Celebrating over 60 years of cultivating knowledge and friendship


Wednesday, 31 July 2013

Seaton Tramway & Sidmouth

We did a first for the Garden Club in July and took a ride on the Seaton Tramway and then spent a few hours in Sidmouth. Val Payne provides the photos:

Friday, 19 July 2013

Loving the calendar photos

For those of you that have the 2013 Club calendar - the photos from Ventnor Botanical Garden on the July page bring back lovely memories of the Club's holiday on the Isle of Wight last year.  The north of the island were being flooded out and festival goers slept in their cars being locked out of muddy car parks whilst the south of the island were basking in beautiful sunshine.  The Isle of Wight definately has its own micro-climate.

Tuesday, 16 July 2013

In this summer weather

Protect your plants against the dry weather

Absurd as it may sound, given such high levels of annual rainfall in the UK, the most common cause of plant death is lack of water. By following our guidelines, you'll keep your garden blooming throughout the summer, despite droughts and hosepipe bans.

Plant problems

Symptoms vary between different types of plants, depending on the severity of the drought.
Generally, the main symptom of drought is the leaves wilt and become limp as they are no longer swollen with water. They nearly always turn yellow; sometimes they turn brown at the edges or drop off.
A lack of water can cause stunted growth, flowers to shrivel up and fruit to drop. In extreme cases plants shrivel up and die.
Drought symptoms are noticeable at the top of the plant and they work their way down as the plant becomes depleted of moisture. Or signs first appear on the outside of the plant and work their way in towards the centre of the stems.
Test soil by placing your finger in it. If it feels moist then don't water. Confusingly, many symptoms of drought are similar to symptoms of overwatering, which can also kill plants.

Soil, compost and mulching
  • Add organic matter to soil when planting. Improving the soil's structure helps to retain moisture.
  • Use a mulch on flowerbeds and around shrubs and trees in spring. This stops moisture from evaporating during dry spells.
  • Add a mulch, such as gravel, to the surface of hanging baskets to trap moisture.
  • Add water-retentive gel to compost in hanging baskets and containers, or use compost with water retentive gel already in it.
  • Learn more about using mulches.
Lawn care

Lawns are fairly drought resistant compared with other plants, but they can become yellowy-brown, limp and eventually bald if the following precautions are not taken:
  • cut the lawn less frequently than usual
  • raise the height of lawnmower blades
  • use a sprinkler on the lawn in the evening. Water lawns thoroughly to saturate the top 10cm to 15cm (4in to 6in) of soil. Check there is no hose pipe ban in the area.

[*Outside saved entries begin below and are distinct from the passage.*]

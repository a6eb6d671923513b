//! Build orchestration and the builder interface.
//!
//! The layout planner describes an install tree as a sequence of requests
//! against [`InstallBuilder`]. Three variants consume them, selected by
//! [`OutputMode`](crate::packer::OutputMode):
//!
//! - [`ExecutableAssembler`] - stub image plus opcode stream and trailer
//! - [`InstallerExporter`](crate::packer::installer::InstallerExporter) - Inno Setup script
//! - [`DryRun`] - logs every request, writes nothing
//!
//! # Example
//!
//! ```no_run
//! use rubysfx::packer::{Packager, SettingsBuilder};
//!
//! # async fn example() -> rubysfx::packer::Result<()> {
//! let settings = SettingsBuilder::new()
//!     .entry_script("app/main.rb")
//!     .build()?;
//!
//! let artifact = Packager::new(settings).package().await?;
//! if let Some(path) = &artifact.path {
//!     println!("Created: {} ({} bytes)", path.display(), artifact.size);
//! }
//! # Ok(())
//! # }
//! ```
//!
//! # Module Organization
//!
//! - [`assembler`] - Executable assembly
//! - [`checksum`] - SHA256 checksum calculation for artifacts
//! - [`codec`] - External compression pass
//! - [`dry_run`] - Logging builder
//! - [`icon`] - Icon resource injection
//! - [`orchestrator`] - Main [`Packager`] struct
//! - [`tool_detection`] - External tool discovery

pub mod assembler;
pub mod checksum;
pub mod codec;
pub mod dry_run;
pub mod icon;
mod orchestrator;
pub mod tool_detection;

pub use assembler::{AssembledExecutable, AssemblyOptions, ExecutableAssembler};
pub use codec::ExternalCodec;
pub use dry_run::DryRun;
pub use orchestrator::Packager;

use crate::packer::{Result, path::PackPath};

/// Sink for the requests that describe an install tree.
///
/// Target paths are relative to the install directory. Directory and file
/// requests are idempotent: repeating a directory is a no-op and a repeated
/// file target keeps the first source.
pub trait InstallBuilder {
    fn create_directory(&mut self, path: &PackPath) -> Result<()>;

    /// Install the host file `source` as `target`. Returns `false` when the
    /// target was already taken and the request was dropped.
    fn create_file(&mut self, source: &PackPath, target: &PackPath) -> Result<bool>;

    /// Program the stub runs once extraction is complete. `cmdline` may
    /// contain the install-directory marker byte.
    fn create_process(&mut self, image: &PackPath, cmdline: &[u8]) -> Result<()>;

    /// Program the stub runs after the main process exits.
    fn post_create_process(&mut self, image: &PackPath, cmdline: &[u8]) -> Result<()>;

    fn set_env(&mut self, name: &str, value: &str) -> Result<()>;
}
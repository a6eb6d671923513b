//! Colored terminal output for packaging runs.

use std::io::{IsTerminal, Write};
use termcolor::{BufferWriter, Color, ColorChoice, ColorSpec, WriteColor};

/// User-facing progress output. Diagnostics for developers go through `log`.
#[derive(Debug)]
pub struct OutputManager {
    bufwtr: BufferWriter,
    verbose: bool,
    quiet: bool,
}

impl Clone for OutputManager {
    fn clone(&self) -> Self {
        Self::new(self.verbose, self.quiet)
    }
}

/// Streams that are not terminals are never colored.
fn color_choice(is_terminal: bool) -> ColorChoice {
    if is_terminal {
        ColorChoice::Auto
    } else {
        ColorChoice::Never
    }
}

impl OutputManager {
    pub fn new(verbose: bool, quiet: bool) -> Self {
        Self {
            bufwtr: BufferWriter::stdout(color_choice(std::io::stdout().is_terminal())),
            verbose,
            quiet,
        }
    }

    fn print_marked(&self, marker: &str, color: Color, message: &str) -> std::io::Result<()> {
        let mut buffer = self.bufwtr.buffer();
        buffer.set_color(ColorSpec::new().set_fg(Some(color)).set_bold(true))?;
        write!(&mut buffer, "{marker}")?;
        buffer.reset()?;
        writeln!(&mut buffer, " {message}")?;
        self.bufwtr.print(&buffer)
    }

    /// Print a success message
    pub fn success(&self, message: &str) -> std::io::Result<()> {
        if self.quiet {
            return Ok(());
        }
        self.print_marked("✓", Color::Green, message)
    }

    /// Print a progress message
    pub fn progress(&self, message: &str) -> std::io::Result<()> {
        if self.quiet {
            return Ok(());
        }
        self.print_marked("⋯", Color::Magenta, message)
    }

    /// Print a message only in verbose mode
    pub fn verbose(&self, message: &str) -> std::io::Result<()> {
        if !self.verbose || self.quiet {
            return Ok(());
        }
        self.print_marked("→", Color::Blue, message)
    }

    /// Print an error message to stderr (always shown)
    pub fn error(&self, message: &str) {
        if Self::write_error(message).is_err() {
            eprintln!("Error: {message}");
        }
    }

    fn write_error(message: &str) -> std::io::Result<()> {
        let bufwtr = BufferWriter::stderr(color_choice(std::io::stderr().is_terminal()));
        let mut buffer = bufwtr.buffer();
        buffer.set_color(ColorSpec::new().set_fg(Some(Color::Red)).set_bold(true))?;
        write!(&mut buffer, "Error:")?;
        buffer.reset()?;
        writeln!(&mut buffer, " {message}")?;
        bufwtr.print(&buffer)
    }

    /// Print indented text (for sub-items)
    pub fn indent(&self, message: &str) -> std::io::Result<()> {
        if self.quiet {
            return Ok(());
        }
        let mut buffer = self.bufwtr.buffer();
        writeln!(&mut buffer, "    {message}")?;
        self.bufwtr.print(&buffer)
    }
}

#[cfg(test)]
mod tests {
    use super::*;

    #[test]
    fn test_piped_output_is_never_colored() {
        assert_eq!(color_choice(false), ColorChoice::Never);
        assert_eq!(color_choice(true), ColorChoice::Auto);
    }
}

Avoid walking on the lawn if possible
  • scarify the lawn in autumn. A build-up of thatch in the summer could prevent water from penetrating the lawn
  • aerate soil with a fork to help water penetrate the roots of the grass
 Greenhouse problems
  • Greenhouses are useful for protecting tender plants and providing extra heat. However, the glass magnifies the sun's rays, which makes plants vulnerable to being scorched by the sun. It also means that soil dries out much quicker than if the plants were outside.
  • Flexible net shades can be used with varying degrees of success to protect plants from the direct glare of sunlight. Alternatively, glass shade paint can be applied to windows.
  • Open windows, use ventilation or even leave the door open during the day. Remember to close them at night if a frost or cold night is forecast.
  • Using the right amount of water is the most important aspect of a plant's survival in dry conditions. Bear in mind that it is not just hot weather that can cause soil to dry out, windy weather can also have a detrimental effect.
  • In dry conditions, water container plants at least once a day. Water in the evening to reduce evaporation.
  • However, if a plant looks like it is wilting and suffering from drought in the day, then water it immediately.
  • Try to avoid watering plant leaves in direct sunlight because they can become scorched, particularly when they have hairy foliage.
  • Install a water butt in the garden to conserve water.
  • If you have an automatic watering system with a timer, adjust it to take hot and dry weather into account.
  • Move container plants into the shade if you are going away on holiday and no one is watering your plants
Plants for dry conditions

If you have a dry garden, choose plants that are suited to dry conditions. These often have grey or silver foliage, such as lavender and santolina, or thin foliage to reduce water loss through the leaves.

Be safe in the sun

It's not only plants that can start to flag in dry weather, if you are working in the garden in hot conditions, it is important to take the following precautions:
  • wear suntan lotion or sun block
  • work in the shade if possible, out of direct sunlight
  • wear a hat or headscarf
  • take regular breaks and have frequent non-alcoholic drinks
Advice from BBC Gardening Guides

Sunday, 14 July 2013

Diamond Jubilee Luncheon

To celebrate the Club's sixty years of gardening together, the club held a very special Jubilee Luncheon at the Tiverton Hotel.  63 members and special guest speaker Terry Bratcher enjoyed lovely food in pleasant surroundings with good company.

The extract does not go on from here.